Source requirement material
The repository includes product and audit material under Project Manifest/, docs/, and app/docs/. Those files describe the intended role flows, worksheet fields, reimbursement flows, allowance rules, audit requirements, and Phase 1 gaps.
This Fumadocs site documents the implemented system first. Manifest notes are used as context where they explain why a feature exists or where a workflow is still broader than the current code.
Implemented core
| Manifest expectation | Current implementation evidence |
|---|---|
| Web portal with user management, timesheets, Xero, reporting, and API layer | Controllers under Portal/, API Platform routes, API v2 controllers, Xero services, report and invoice routes. |
| Role-based access for admin, client supervisor, payroll, client finance, electrician | Auth0 web authentication plus portal route groups and role-specific controllers. |
| Timesheet creation, submission, approval, rejection, and resubmission | TimesheetStatus, portal/API update routes, supervisor and payroll approval routes. |
| Reimbursement submission and review | Expense, ExpenseStatus, electrician expense routes, supervisor/client/payroll expense routes. |
| Allowance rules by client, project, hours, vehicle, work condition, and manual selection | ClientAllowance, Project.allowances_data, TimeEntry.allowancesData, and AllowanceMatrixCalculator. |
| Calculation snapshots for payroll and billing | TimesheetCalculation, TimesheetCalculationLine, AwardTimesheetCalculationManager, AwardTimesheetCalculator. |
| Invoice review and Xero dispatch | PayrollInvoice, PayrollInvoiceItem, finance/payroll finance routes, Xero OAuth and submission services. |
| Change/audit history on timesheet edits | TimesheetChangeLog, TimesheetChangeLogger, TimesheetChangeViewBuilder, redline/history views. |
| Risk and fraud-prevention signals | TimesheetRiskScorer, TimesheetRiskAssessment, risk portal routes. |
Known implementation boundaries
The manifest contains broader ideas than the currently implemented platform.
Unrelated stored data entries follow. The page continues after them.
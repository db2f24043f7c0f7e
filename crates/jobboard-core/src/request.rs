//! Request snapshot types shared by client implementations.

use std::collections::BTreeMap;
use std::fmt;
use std::str::FromStr;

use crate::error::{Error, InvalidInputError};
use crate::route::Route;
use crate::tokens::AccessToken;

/// Header carrying the bearer credential.
pub const AUTHORIZATION: &str = "authorization";

/// HTTP methods used against the REST backend.
#[derive(Debug, Clone, Copy, PartialEq, Eq, Hash)]
pub enum Method {
    Get,
    Post,
    Put,
    Patch,
    Delete,
}

impl Method {
    pub fn as_str(self) -> &'static str {
        match self {
            Method::Get => "GET",
            Method::Post => "POST",
            Method::Put => "PUT",
            Method::Patch => "PATCH",
            Method::Delete => "DELETE",
        }
    }
}

impl fmt::Display for Method {
    fn fmt(&self, f: &mut fmt::Formatter<'_>) -> fmt::Result {
        f.write_str(self.as_str())
    }
}

impl FromStr for Method {
    type Err = Error;

    fn from_str(s: &str) -> Result<Self, Self::Err> {
        match s.to_ascii_uppercase().as_str() {
            "GET" => Ok(Method::Get),
            "POST" => Ok(Method::Post),
            "PUT" => Ok(Method::Put),
            "PATCH" => Ok(Method::Patch),
            "DELETE" => Ok(Method::Delete),
            _ => Err(InvalidInputError::Other {
                message: format!("unsupported HTTP method '{}'", s),
            }
            .into()),
        }
    }
}

/// A request body.
#[derive(Debug, Clone, PartialEq)]
pub enum RequestBody {
    /// Serialized as `application/json`.
    Json(serde_json::Value),
    /// Sent verbatim with the given content type.
    Bytes { content_type: String, data: Vec<u8> },
}

/// How a success response body should be decoded.
#[derive(Debug, Clone, Copy, PartialEq, Eq, Default)]
pub enum ResponseType {
    /// Structured JSON; an empty body decodes as `null`.
    #[default]
    Json,
    /// UTF-8 text.
    Text,
    /// Raw bytes (file downloads).
    Bytes,
}

/// Snapshot of a request, kept so it can be dispatched again after a refresh.
///
/// A snapshot is retried at most once: [`PendingRequest::retry_with`] consumes
/// it and yields one that can no longer enter the refresh branch.
#[derive(Debug, Clone)]
pub struct PendingRequest {
    method: Method,
    url: String,
    headers: BTreeMap<String, String>,
    body: Option<RequestBody>,
    route: Route,
    retried: bool,
}

impl PendingRequest {
    pub fn new(method: Method, url: impl Into<String>, route: Route) -> Self {
        Self {
            method,
            url: url.into(),
            headers: BTreeMap::new(),
            body: None,
            route,
            retried: false,
        }
    }

    /// Add a header. Names are case-insensitive; later values win.
    pub fn with_header(mut self, name: &str, value: impl Into<String>) -> Self {
        self.headers.insert(name.to_ascii_lowercase(), value.into());
        self
    }

    pub fn with_headers<'a, I>(self, headers: I) -> Self
    where
        I: IntoIterator<Item = (&'a String, &'a String)>,
    {
        headers
            .into_iter()
            .fold(self, |req, (name, value)| req.with_header(name, value.clone()))
    }

    pub fn with_body(mut self, body: Option<RequestBody>) -> Self {
        self.body = body;
        self
    }

    /// Set or remove the bearer header from the current access token.
    pub fn authorize(mut self, token: Option<&AccessToken>) -> Self {
        match token {
            Some(token) => {
                self.headers.insert(AUTHORIZATION.to_string(), token.bearer());
            }
            None => {
                self.headers.remove(AUTHORIZATION);
            }
        }
        self
    }

    /// Consume this snapshot, producing the single retry with a new token.
    pub fn retry_with(self, token: &AccessToken) -> Self {
        let mut retry = self.authorize(Some(token));
        retry.retried = true;
        retry
    }

    /// Returns true if a 401 for this request may start a refresh.
    pub fn can_refresh(&self) -> bool {
        !self.retried && !self.route.is_refresh_exempt()
    }

    pub fn method(&self) -> Method {
        self.method
    }

    pub fn url(&self) -> &str {
        &self.url
    }

    pub fn headers(&self) -> &BTreeMap<String, String> {
        &self.headers
    }

    pub fn header(&self, name: &str) -> Option<&str> {
        self.headers
            .get(&name.to_ascii_lowercase())
            .map(String::as_str)
    }

    pub fn body(&self) -> Option<&RequestBody> {
        self.body.as_ref()
    }

    pub fn route(&self) -> Route {
        self.route
    }

    pub fn is_retried(&self) -> bool {
        self.retried
    }
}

#[cfg(test)]
mod tests {
    use super::*;
    use crate::route::AuthRoute;

    fn jobs_request() -> PendingRequest {
        PendingRequest::new(Method::Get, "http://localhost:5000/api/jobs/42", Route::Resource)
    }

    #[test]
    fn authorize_sets_bearer_header() {
        let req = jobs_request().authorize(Some(&AccessToken::new("tok")));
        assert_eq!(req.header("Authorization"), Some("Bearer tok"));
    }

    #[test]
    fn authorize_without_token_removes_header() {
        let req = jobs_request()
            .with_header("Authorization", "Bearer stale")
            .authorize(None);
        assert_eq!(req.header("authorization"), None);
    }

    #[test]
    fn retry_is_marked_and_reauthorized() {
        let req = jobs_request()
            .with_body(Some(RequestBody::Json(serde_json::json!({"a": 1}))))
            .authorize(Some(&AccessToken::new("expiredTok")));
        assert!(req.can_refresh());

        let retry = req.retry_with(&AccessToken::new("newTok"));
        assert!(retry.is_retried());
        assert!(!retry.can_refresh());
        assert_eq!(retry.header("authorization"), Some("Bearer newTok"));
        assert_eq!(retry.method(), Method::Get);
        assert!(retry.body().is_some());
    }

    #[test]
    fn exempt_routes_cannot_refresh() {
        let req = PendingRequest::new(
            Method::Post,
            "http://localhost:5000/api/auth/login",
            Route::Auth(AuthRoute::Login),
        );
        assert!(!req.can_refresh());

        let me = PendingRequest::new(
            Method::Get,
            "http://localhost:5000/api/auth/me",
            Route::Auth(AuthRoute::Me),
        );
        assert!(me.can_refresh());
    }

    #[test]
    fn header_names_are_case_insensitive() {
        let req = jobs_request()
            .with_header("X-Trace", "1")
            .with_header("x-trace", "2");
        assert_eq!(req.headers().len(), 1);
        assert_eq!(req.header("X-TRACE"), Some("2"));
    }

    #[test]
    fn method_parsing() {
        assert_eq!("patch".parse::<Method>().unwrap(), Method::Patch);
        assert_eq!(Method::Delete.to_string(), "DELETE");
        assert!("TRACE".parse::<Method>().is_err());
    }
}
Treat these as product context, not proof that the feature is complete:
- full GPS geofence enforcement and override approval workflows
- formal exportable version history with restore from arbitrary version
- full payroll profile data capture for TFN, bank details, superannuation, and similar sensitive fields
- cross-device duplicate prevention with conflict-resolution screens
- all advanced award matrix rule categories enabled by default
- direct Xero pay-run creation for payroll
How to read gaps safely
When adding a feature from the manifest:
- Check whether an entity and route already exist.
- Check whether a policy or subscriber already enforces lifecycle behavior.
- Check whether the behavior is only captured in a markdown/CSV requirement.
- Document the source of truth in this Fumadocs site after the implementation changes.
Do not infer operational behavior only from the original manifest. The code is the final authority for what runs today.